Nonfatal injuries can cost big money

Nonfatal injuries can cost big money


Nonfatal injuries that require hospital treatment can lead to massive bills. How large? On average, more than $66,000 for common injuries such as a fall or being hit by an object. And the bill for treatment can just be the start: The cost of lost wages due to permanent disability for Americans in a single recent year was $223 billion.

Those are some of the findings by a Children’s Hospital of Philadelphia researcher and his colleagues, who assessed the cumulative costs for various nonfatal injuries in 2013. The findings were published in the journal Injury Epidemiology.

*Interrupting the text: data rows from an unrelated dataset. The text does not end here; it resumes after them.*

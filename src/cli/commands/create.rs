//! `credvault create` — store a new credential.

use crate::audit::{log_audit, AuditEvent};
use crate::cli::output;
use crate::cli::{open_vault, print_json, read_secret, Cli};
use crate::errors::Result;
use crate::vault::{NewCredential, Provider};

/// Arguments for the `create` command.
pub struct CreateArgs<'a> {
    pub name: &'a str,
    pub provider: Provider,
    pub environment: Option<&'a str>,
    pub description: Option<&'a str>,
    pub inactive: bool,
    pub secret: Option<&'a str>,
}

/// Execute the `create` command.
pub fn execute(cli: &Cli, args: CreateArgs<'_>) -> Result<()> {
    // Open first so a missing key fails before we prompt for anything.
    let vault = open_vault(cli)?;

    let secret = read_secret(args.secret, &format!("Secret for {}", args.provider))?;

    let mut request = NewCredential::new(args.name, args.provider, secret.as_str());
    if let Some(env) = args.environment {
        request = request.environment(env);
    }
    if let Some(desc) = args.description {
        request = request.description(desc);
    }
    if args.inactive {
        request = request.active(false);
    }
    if let Some(actor) = cli.actor.as_deref() {
        request = request.created_by(actor);
    }

    let created = vault.create(request)?;
    let m = &created.metadata;

    log_audit(
        cli,
        AuditEvent::new("create")
            .credential(&m.id)
            .pair(m.provider.as_str(), &m.environment),
    );

    if cli.json {
        return print_json(&created);
    }

    output::success(&format!(
        "Created {} credential '{}' for {} ({})",
        if m.is_active { "active" } else { "inactive" },
        m.name,
        m.provider,
        m.environment
    ));
    output::tip(&format!("id: {}", m.id));

    Ok(())
}
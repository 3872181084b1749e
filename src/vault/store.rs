//! Credential persistence.
//!
//! `CredentialStore` is the seam between the vault's rules and the
//! database.  Every method is a single indivisible operation: the
//! activation check and the write it guards happen inside one
//! transaction, and usage accounting is one `UPDATE … RETURNING`.
//!
//! `SqliteStore` backs it with SQLite.  Writes run in `BEGIN IMMEDIATE`
//! transactions so concurrent writers (other threads or other processes
//! on the same file) serialize, and a partial unique index over
//! `(provider, environment) WHERE is_active = 1` makes a second active
//! record for a pair impossible even if the check were bypassed.

use std::path::Path;
use std::sync::{Arc, Mutex, MutexGuard};
use std::time::Duration;

use chrono::{DateTime, SecondsFormat, Utc};
use rusqlite::functions::FunctionFlags;
use rusqlite::types::{ToSql, Type};
use rusqlite::{params, Connection, OptionalExtension, Row, TransactionBehavior};
use tracing::{debug, warn};

use super::query::{ListFilter, Pagination, Stats};
use super::record::{CredentialRecord, Provider};
use crate::errors::{Result, VaultError};

/// How long a writer waits for another writer's transaction.
const BUSY_TIMEOUT: Duration = Duration::from_secs(5);

/// Schema, applied idempotently on open.
const SCHEMA: &str = "
CREATE TABLE IF NOT EXISTS credentials (
    id               TEXT PRIMARY KEY,
    name             TEXT NOT NULL,
    provider         TEXT NOT NULL,
    environment      TEXT NOT NULL,
    encrypted_secret TEXT NOT NULL,
    description      TEXT,
    is_active        INTEGER NOT NULL CHECK (is_active IN (0, 1)),
    usage_count      INTEGER NOT NULL DEFAULT 0 CHECK (usage_count >= 0),
    last_used_at     TEXT,
    created_by       TEXT,
    created_at       TEXT NOT NULL,
    updated_at       TEXT NOT NULL
);
CREATE UNIQUE INDEX IF NOT EXISTS credentials_one_active_per_pair
    ON credentials (provider, environment) WHERE is_active = 1;
CREATE INDEX IF NOT EXISTS credentials_by_pair
    ON credentials (provider, environment);
CREATE INDEX IF NOT EXISTS credentials_by_created
    ON credentials (created_at DESC, id);
";

const COLUMNS: &str = "id, name, provider, environment, encrypted_secret, description, \
     is_active, usage_count, last_used_at, created_by, created_at, updated_at";

/// Persistence operations the vault relies on.
pub trait CredentialStore {
    /// Insert a new record.  If it is active and another active record
    /// holds the same pair, nothing is written and `Conflict` is returned.
    fn insert(&self, record: &CredentialRecord) -> Result<()>;

    /// Fetch one record by id.
    fn get(&self, id: &str) -> Result<Option<CredentialRecord>>;

    /// Read-modify-write one record atomically.
    ///
    /// `apply` mutates the current record; if the result is active, the
    /// pair check runs before anything is written.  Returns the record as
    /// written.  `NotFound` if the id is unknown.
    fn modify(
        &self,
        id: &str,
        apply: &mut dyn FnMut(&mut CredentialRecord) -> Result<()>,
    ) -> Result<CredentialRecord>;

    /// Delete a record.  Returns `false` if the id was unknown.
    fn delete(&self, id: &str) -> Result<bool>;

    /// One page of matching records, newest first, plus the total match count.
    fn list(
        &self,
        filter: &ListFilter,
        pagination: &Pagination,
    ) -> Result<(Vec<CredentialRecord>, u64)>;

    /// Aggregate counts.  `recent_since` bounds the "recently used" window.
    fn stats(&self, recent_since: DateTime<Utc>) -> Result<Stats>;

    /// Count one use of the active record for the pair.
    ///
    /// Increments `usage_count` and sets `last_used_at = at` on the active
    /// record, then hands the updated record to `accept`.  The increment is
    /// kept only if `accept` succeeds.  Returns `None` if the pair has no
    /// active record.
    fn record_use(
        &self,
        provider: Provider,
        environment: &str,
        at: DateTime<Utc>,
        accept: &mut dyn FnMut(&CredentialRecord) -> Result<()>,
    ) -> Result<Option<CredentialRecord>>;
}

impl<S: CredentialStore + ?Sized> CredentialStore for Arc<S> {
    fn insert(&self, record: &CredentialRecord) -> Result<()> {
        (**self).insert(record)
    }

    fn get(&self, id: &str) -> Result<Option<CredentialRecord>> {
        (**self).get(id)
    }

    fn modify(
        &self,
        id: &str,
        apply: &mut dyn FnMut(&mut CredentialRecord) -> Result<()>,
    ) -> Result<CredentialRecord> {
        (**self).modify(id, apply)
    }

    fn delete(&self, id: &str) -> Result<bool> {
        (**self).delete(id)
    }

    fn list(
        &self,
        filter: &ListFilter,
        pagination: &Pagination,
    ) -> Result<(Vec<CredentialRecord>, u64)> {
        (**self).list(filter, pagination)
    }

    fn stats(&self, recent_since: DateTime<Utc>) -> Result<Stats> {
        (**self).stats(recent_since)
    }

    fn record_use(
        &self,
        provider: Provider,
        environment: &str,
        at: DateTime<Utc>,
        accept: &mut dyn FnMut(&CredentialRecord) -> Result<()>,
    ) -> Result<Option<CredentialRecord>> {
        (**self).record_use(provider, environment, at, accept)
    }
}

/// SQLite-backed credential store.
pub struct SqliteStore {
    conn: Mutex<Connection>,
}
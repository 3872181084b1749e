//! Concurrency tests for the SQLite credential store.
//!
//! Each thread opens its own connection to the same database file, the
//! way separate CLI processes would.

use std::path::Path;
use std::sync::{Arc, Barrier};
use std::thread;

use credvault::config::EncryptionKey;
use credvault::crypto::SecretCipher;
use credvault::errors::VaultError;
use credvault::vault::{CredentialVault, ListFilter, NewCredential, Provider, SqliteStore};
use tempfile::TempDir;

const TEST_SECRET: &str = "store-tests-secret-0123456789abcdef";

fn open_vault(path: &Path) -> CredentialVault<SqliteStore> {
    let cipher = SecretCipher::new(&EncryptionKey::new(TEST_SECRET).unwrap()).unwrap();
    CredentialVault::with_default_settings(SqliteStore::open(path).unwrap(), cipher)
}

#[test]
fn concurrent_creates_for_one_pair_admit_exactly_one() {
    const WRITERS: usize = 8;

    let dir = TempDir::new().unwrap();
    let path = dir.path().join("credentials.db");
    // Create the schema up front.
    drop(open_vault(&path));

    let barrier = Arc::new(Barrier::new(WRITERS));
    let handles: Vec<_> = (0..WRITERS)
        .map(|i| {
            let path = path.clone();
            let barrier = Arc::clone(&barrier);
            thread::spawn(move || {
                let vault = open_vault(&path);
                barrier.wait();
                vault.create(NewCredential::new(
                    format!("writer {i}"),
                    Provider::OpenAi,
                    format!("sk-{i}"),
                ))
            })
        })
        .collect();

    let results: Vec<_> = handles.into_iter().map(|h| h.join().unwrap()).collect();

    let successes = results.iter().filter(|r| r.is_ok()).count();
    let conflicts = results
        .iter()
        .filter(|r| matches!(r, Err(VaultError::Conflict { .. })))
        .count();
    assert_eq!(successes, 1, "results: {results:?}");
    assert_eq!(conflicts, WRITERS - 1, "results: {results:?}");

    let vault = open_vault(&path);
    let active = vault
        .list(
            &ListFilter::default().provider(Provider::OpenAi).active(true),
            None,
            None,
        )
        .unwrap();
    assert_eq!(active.total, 1);
}

#[test]
fn concurrent_consumes_are_all_counted() {
    const READERS: usize = 6;
    const USES_EACH: u64 = 5;

    let dir = TempDir::new().unwrap();
    let path = dir.path().join("credentials.db");
    let id = open_vault(&path)
        .create(NewCredential::new("Shared", Provider::Stripe, "sk_live_shared"))
        .unwrap()
        .metadata
        .id;

    let barrier = Arc::new(Barrier::new(READERS));
    let handles: Vec<_> = (0..READERS)
        .map(|_| {
            let path = path.clone();
            let barrier = Arc::clone(&barrier);
            thread::spawn(move || {
                let vault = open_vault(&path);
                barrier.wait();
                for _ in 0..USES_EACH {
                    let secret = vault.consume(Provider::Stripe, "production").unwrap();
                    assert_eq!(secret.as_deref().map(String::as_str), Some("sk_live_shared"));
                }
            })
        })
        .collect();

    for h in handles {
        h.join().unwrap();
    }

    let m = open_vault(&path).get(&id).unwrap().metadata;
    assert_eq!(m.usage_count, READERS as u64 * USES_EACH);
    assert!(m.last_used_at.is_some());
}

#[test]
fn shared_store_across_threads() {
    let vault = Arc::new(CredentialVault::with_default_settings(
        SqliteStore::open_in_memory().unwrap(),
        SecretCipher::new(&EncryptionKey::new(TEST_SECRET).unwrap()).unwrap(),
    ));

    let handles: Vec<_> = Provider::ALL
        .into_iter()
        .map(|provider| {
            let vault = Arc::clone(&vault);
            thread::spawn(move || {
                vault
                    .create(NewCredential::new(provider.as_str(), provider, "secret"))
                    .unwrap();
            })
        })
        .collect();
    for h in handles {
        h.join().unwrap();
    }

    let stats = vault.stats().unwrap();
    assert_eq!(stats.total, Provider::ALL.len() as u64);
    assert_eq!(stats.active, Provider::ALL.len() as u64);
}
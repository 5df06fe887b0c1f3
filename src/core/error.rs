use serde::{Deserialize, Serialize};
use thiserror::Error;

use crate::core::types::{Depth, EntityId, Position};

/// Why a grid placement was rejected
#[derive(Error, Debug, Clone, Copy, PartialEq, Eq)]
pub enum PlacementError {
    #[error("position {0} is outside the grid")]
    OutOfBounds(Position),

    #[error("cell {0} is already held by an occupant of equal or higher rank")]
    RankTooLow(Position),
}

/// A cross-level transfer that could not be completed
///
/// Non-fatal: the entity stays where it was and the failure is reported
/// through the turn log.
#[derive(Error, Debug, Clone, PartialEq, Eq, Serialize, Deserialize)]
#[error("could not move {entity} from depth {from} to depth {to}: {reason}")]
pub struct TransferFailure {
    pub entity: EntityId,
    pub from: Depth,
    pub to: Depth,
    pub reason: String,
}

#[derive(Error, Debug)]
pub enum DelveError {
    #[error("Entity not found: {0}")]
    EntityNotFound(EntityId),

    #[error("Invalid depth: {0}")]
    InvalidDepth(Depth),

    #[error("Placement error: {0}")]
    Placement(#[from] PlacementError),

    #[error("Invalid configuration: {0}")]
    Config(String),

    #[error("Config parse error: {0}")]
    ConfigParse(#[from] toml::de::Error),

    #[error("IO error: {0}")]
    IoError(#[from] std::io::Error),

    #[error("Serialization error: {0}")]
    SerdeError(#[from] serde_json::Error),
}

pub type Result<T> = std::result::Result<T, DelveError>;
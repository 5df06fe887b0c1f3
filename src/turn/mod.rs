//! Turn processing: intents, the scheduler and its event channel

pub mod events;
pub mod intent;
pub mod scheduler;

pub use events::{TurnEvent, TurnEventType, TurnLog};
pub use intent::Intent;
pub use scheduler::TurnScheduler;
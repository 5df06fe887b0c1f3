//! Floor light that switches on when something walks onto it

use crate::core::types::EntityId;
use crate::entity::{Behavior, Entity, EntityBuilder, HookContext};
use crate::spatial::layer::OccupancyRank;

pub fn light() -> EntityBuilder {
    Entity::builder("light", '+', OccupancyRank::Object)
        .light(false)
        .behavior(Lamp)
}

#[derive(Debug)]
struct Lamp;

impl Behavior for Lamp {
    /// Light its own cell and the ring around it while switched on
    fn update(&mut self, me: &mut Entity, ctx: &mut HookContext<'_>) -> Vec<EntityId> {
        if me.light.map_or(false, |l| l.active) && !me.position.is_off_grid() {
            ctx.lighting.set(me.position, true);
            for pos in me.position.ring() {
                ctx.lighting.set(pos, true);
            }
        }
        Vec::new()
    }
}
pub mod arena;
pub mod behavior;
pub mod components;
pub mod model;

pub use arena::EntityArena;
pub use behavior::{Behavior, HookContext};
pub use components::{
    Attack, Capability, Charge, FovMemory, Health, Inventory, Item, LightSource, Sight, Stair,
};
pub use model::{Entity, EntityBuilder};
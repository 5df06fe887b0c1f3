//! Turn engine
//!
//! One call to [`TurnScheduler::advance`] runs one whole turn on the
//! current level. Entities are processed strictly one at a time from a
//! LIFO worklist: the player is pushed last so it acts first, and any
//! entity a hook reports as affected is pushed back on to be processed
//! again. A per-entity turn guard keeps `decide` to at most once per turn
//! while `update` runs on every visit.

use crate::core::error::TransferFailure;
use crate::core::types::{Depth, EntityId, Position, Turn, OFF_GRID_DEPTH};
use crate::entity::{Entity, EntityArena, HookContext};
use crate::spatial::layer::{PlacementMode, PlacementPolicy};
use crate::topology::{Level, LevelTopology};
use crate::turn::events::{TurnEventType, TurnLog};
use crate::turn::intent::Intent;
use crate::world::Dungeon;

/// Scheduler state carried between turns
#[derive(Debug, Clone)]
pub struct TurnScheduler {
    player: EntityId,
    turn: Turn,
    energy: i32,
    last_intent: Option<Intent>,
}

impl TurnScheduler {
    pub fn new(player: EntityId) -> Self {
        Self {
            player,
            turn: 0,
            energy: 0,
            last_intent: None,
        }
    }

    pub fn player(&self) -> EntityId {
        self.player
    }

    pub fn turn(&self) -> Turn {
        self.turn
    }

    pub fn energy(&self) -> i32 {
        self.energy
    }

    pub fn last_intent(&self) -> Option<Intent> {
        self.last_intent
    }

    /// Start the next turn with this intent and energy grant
    pub fn step(&mut self, dungeon: &mut Dungeon, intent: Intent, energy: i32, log: &mut TurnLog) {
        let turn = self.turn + 1;
        self.advance(dungeon, intent, turn, energy, log);
    }

    /// Run every entity on the current level for `turn`
    pub fn advance(
        &mut self,
        dungeon: &mut Dungeon,
        intent: Intent,
        turn: Turn,
        energy: i32,
        log: &mut TurnLog,
    ) {
        self.turn = turn;
        self.energy = energy;
        self.last_intent = Some(intent);

        let depth = dungeon.topology.current_depth();
        let Some(level) = dungeon.topology.level_mut(depth) else {
            tracing::warn!("no level at depth {}; turn {} skipped", depth, turn);
            return;
        };
        level.lighting.clear();

        let mut worklist: Vec<EntityId> = level.grid.occupants().collect();
        worklist.push(self.player);

        let mut visits = 0usize;
        while let Some(id) = worklist.pop() {
            visits += 1;
            let affected = self.process(dungeon, depth, id, intent, turn, energy, log);
            if !affected.is_empty() {
                tracing::trace!("{} queued {} affected entities", id, affected.len());
            }
            worklist.extend(affected);
        }
        tracing::debug!("turn {} on depth {}: {} visits", turn, depth, visits);
    }

    #[allow(clippy::too_many_arguments)]
    fn process(
        &self,
        dungeon: &mut Dungeon,
        depth: Depth,
        id: EntityId,
        intent: Intent,
        turn: Turn,
        energy: i32,
        log: &mut TurnLog,
    ) -> Vec<EntityId> {
        let Dungeon { entities, topology } = dungeon;
        let (player_position, player_depth) = entities
            .get(self.player)
            .map_or((Position::OFF_GRID, OFF_GRID_DEPTH), |p| (p.position, p.depth));

        // Already swept earlier this turn
        let Some(mut entity) = entities.take(id) else {
            return Vec::new();
        };

        if !entity.is_active {
            return sweep(entity, entities, topology, player_position, player_depth, turn, log);
        }

        let mut behavior = entity.take_behavior();
        let mut affected = Vec::new();
        let hook_depth = entity
            .grid_index
            .map(|g| g.depth)
            .filter(|&d| topology.contains_depth(d))
            .unwrap_or(depth);

        if let Some(level) = topology.level_mut(hook_depth) {
            let mut ctx = hook_context(level, entities, player_position, player_depth, turn, log);
            let due = entity.last_turn_processed.map_or(true, |t| t < turn);
            if due {
                entity.last_turn_processed = Some(turn);
            }
            if let Some(behavior) = behavior.as_mut() {
                if due {
                    affected.extend(behavior.decide(&mut entity, energy, intent, &mut ctx));
                }
                affected.extend(behavior.update(&mut entity, &mut ctx));
            }
        }
        entity.restore_behavior(behavior.take());

        if reconcile(&mut entity, topology, depth, turn, log) {
            entities.restore(entity);
        }
        affected
    }
}

fn hook_context<'a>(
    level: &'a mut Level,
    entities: &'a mut EntityArena,
    player_position: Position,
    player_depth: Depth,
    turn: Turn,
    log: &'a mut TurnLog,
) -> HookContext<'a> {
    let Level { grid, lighting, rng } = level;
    HookContext {
        grid,
        lighting,
        rng,
        entities,
        player_position,
        player_depth,
        turn,
        log,
    }
}

/// Take an inactive entity off its grid and run its removal hook
///
/// The entity is dropped from the arena either way. The hook runs only if
/// the detach actually removed something, so a second sweep is a no-op.
fn sweep(
    mut entity: Entity,
    entities: &mut EntityArena,
    topology: &mut LevelTopology,
    player_position: Position,
    player_depth: Depth,
    turn: Turn,
    log: &mut TurnLog,
) -> Vec<EntityId> {
    let on_depth = entity.grid_index.map(|g| g.depth);
    let Some(level) = on_depth.and_then(|d| topology.level_mut(d)) else {
        tracing::debug!("dropping unplaced {} ({})", entity.name, entity.id);
        return Vec::new();
    };
    if !level.grid.detach(&mut entity) {
        return Vec::new();
    }

    tracing::debug!("removed {} ({}) at {}", entity.name, entity.id, entity.position);
    log.push(
        TurnEventType::Removed { entity: entity.id },
        format!("the {} is gone", entity.name),
        turn,
    );

    let mut behavior = entity.take_behavior();
    let affected = match behavior.as_mut() {
        Some(behavior) => {
            let mut ctx = hook_context(level, entities, player_position, player_depth, turn, log);
            behavior.on_removed(&mut entity, &mut ctx)
        }
        None => Vec::new(),
    };
    if !affected.is_empty() {
        tracing::debug!("{} removal cascades to {} entities", entity.id, affected.len());
    }
    affected
}

/// Bring the grids in line with where the entity wants to be
///
/// Returns false if the entity could not be put anywhere and was dropped.
fn reconcile(
    entity: &mut Entity,
    topology: &mut LevelTopology,
    depth: Depth,
    turn: Turn,
    log: &mut TurnLog,
) -> bool {
    let Some(current) = entity.grid_index else {
        return place_new(entity, topology, depth, turn, log);
    };

    if entity.depth != current.depth {
        transfer(entity, topology, current.position, current.depth, turn, log);
    } else if entity.position != current.position {
        relocate(entity, topology, current.position, turn, log);
    }
    true
}

/// First placement of an entity a hook created
fn place_new(
    entity: &mut Entity,
    topology: &mut LevelTopology,
    depth: Depth,
    turn: Turn,
    log: &mut TurnLog,
) -> bool {
    let target_depth = if topology.contains_depth(entity.depth) {
        entity.depth
    } else {
        depth
    };
    let target = entity.position;
    let placed = topology
        .level_mut(target_depth)
        .map(|level| {
            level
                .grid
                .place(entity, target, PlacementMode::Append, PlacementPolicy::NearestFree)
        });

    match placed {
        Some(Ok(_)) => true,
        _ => {
            tracing::warn!("could not place new {} ({}) at {}", entity.name, entity.id, target);
            log.push(
                TurnEventType::MoveRejected { entity: entity.id, to: target },
                format!("no room for the {}", entity.name),
                turn,
            );
            false
        }
    }
}

/// Move within one level; on failure go back to the old cell
fn relocate(
    entity: &mut Entity,
    topology: &mut LevelTopology,
    from: Position,
    turn: Turn,
    log: &mut TurnLog,
) {
    let target = entity.position;
    let Some(level) = entity.grid_index.and_then(|g| topology.level_mut(g.depth)) else {
        return;
    };
    level.grid.detach(entity);
    if level
        .grid
        .place(entity, target, PlacementMode::Append, PlacementPolicy::Exact)
        .is_ok()
    {
        return;
    }

    tracing::warn!("{} ({}) cannot move to {}", entity.name, entity.id, target);
    log.push(
        TurnEventType::MoveRejected { entity: entity.id, to: target },
        format!("the {} is blocked", entity.name),
        turn,
    );
    restore_at(entity, level, from);
}

/// Move to another depth, landing at or next to the same position
///
/// A failed transfer leaves the entity where it was and is reported, never
/// raised.
fn transfer(
    entity: &mut Entity,
    topology: &mut LevelTopology,
    from_position: Position,
    from_depth: Depth,
    turn: Turn,
    log: &mut TurnLog,
) {
    let to_depth = entity.depth;
    let target = entity.position;

    let reason = if topology.contains_depth(to_depth) {
        if let Some(level) = topology.level_mut(from_depth) {
            level.grid.detach(entity);
        }
        topology.level_mut(to_depth).and_then(|level| {
            level
                .grid
                .place(entity, target, PlacementMode::Append, PlacementPolicy::NearestFree)
                .err()
                .map(|err| err.to_string())
        })
    } else {
        Some(format!("no level at depth {}", to_depth))
    };

    match reason {
        None => {
            tracing::debug!(
                "{} ({}) moved from depth {} to {}",
                entity.name,
                entity.id,
                from_depth,
                to_depth
            );
            log.push(
                TurnEventType::Transferred { entity: entity.id, from: from_depth, to: to_depth },
                format!("the {} moves to depth {}", entity.name, to_depth),
                turn,
            );
        }
        Some(reason) => {
            let failure = TransferFailure {
                entity: entity.id,
                from: from_depth,
                to: to_depth,
                reason,
            };
            tracing::warn!("{}", failure);
            if let Some(level) = topology.level_mut(from_depth) {
                if !level.grid.contains(entity.id, from_position) {
                    restore_at(entity, level, from_position);
                } else {
                    entity.position = from_position;
                    entity.depth = from_depth;
                }
            }
            log.push(TurnEventType::TransferFailed(failure.clone()), failure.to_string(), turn);
        }
    }
}

/// Put an entity back in a cell it just left
fn restore_at(entity: &mut Entity, level: &mut Level, pos: Position) {
    let placed = level
        .grid
        .place(entity, pos, PlacementMode::Append, PlacementPolicy::Exact)
        .or_else(|_| {
            level
                .grid
                .place(entity, pos, PlacementMode::Append, PlacementPolicy::NearestFree)
        });
    if let Err(err) = placed {
        tracing::warn!("{} ({}) lost its cell: {}", entity.name, entity.id, err);
    }
}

One in 10 people in the U.S. are treated in the hospital for injury each year, resulting in $168 billion in medical spending. The findings also show the wide disparity in addressing different types of injuries: A poisoning case cost an average of just more than $50,000. For a gunshot victim, the cost topped $310,000. Overall, near-drownings, self-harm, and gun-related violence were the most costly injuries.

The study also revealed that falls and being hit by objects were the most common types of injuries people reported, accounting for 35 percent of all nonfatal injury costs.

The findings are significant, researchers noted, because they reveal some of the most current figures for the aggregate costs of hospital treatments for nonfatal injuries. While the study does not recommend how to control costs for treating nonfatal injuries, it provides a better measure of the financial burden of such cases by accounting for multiple consequences such as the severity of the injury and resulting disabilities.